▶ _WHAT THE TASK ASKS_: Look through the material for lines with the word "database", and copy each one.

════

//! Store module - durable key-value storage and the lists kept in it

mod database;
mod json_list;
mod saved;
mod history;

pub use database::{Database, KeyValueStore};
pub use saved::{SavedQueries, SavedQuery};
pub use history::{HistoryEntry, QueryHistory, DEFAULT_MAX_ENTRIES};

════

▶ _ANSWER TO THIS TASK_:
mod database;
pub use database::{Database, KeyValueStore};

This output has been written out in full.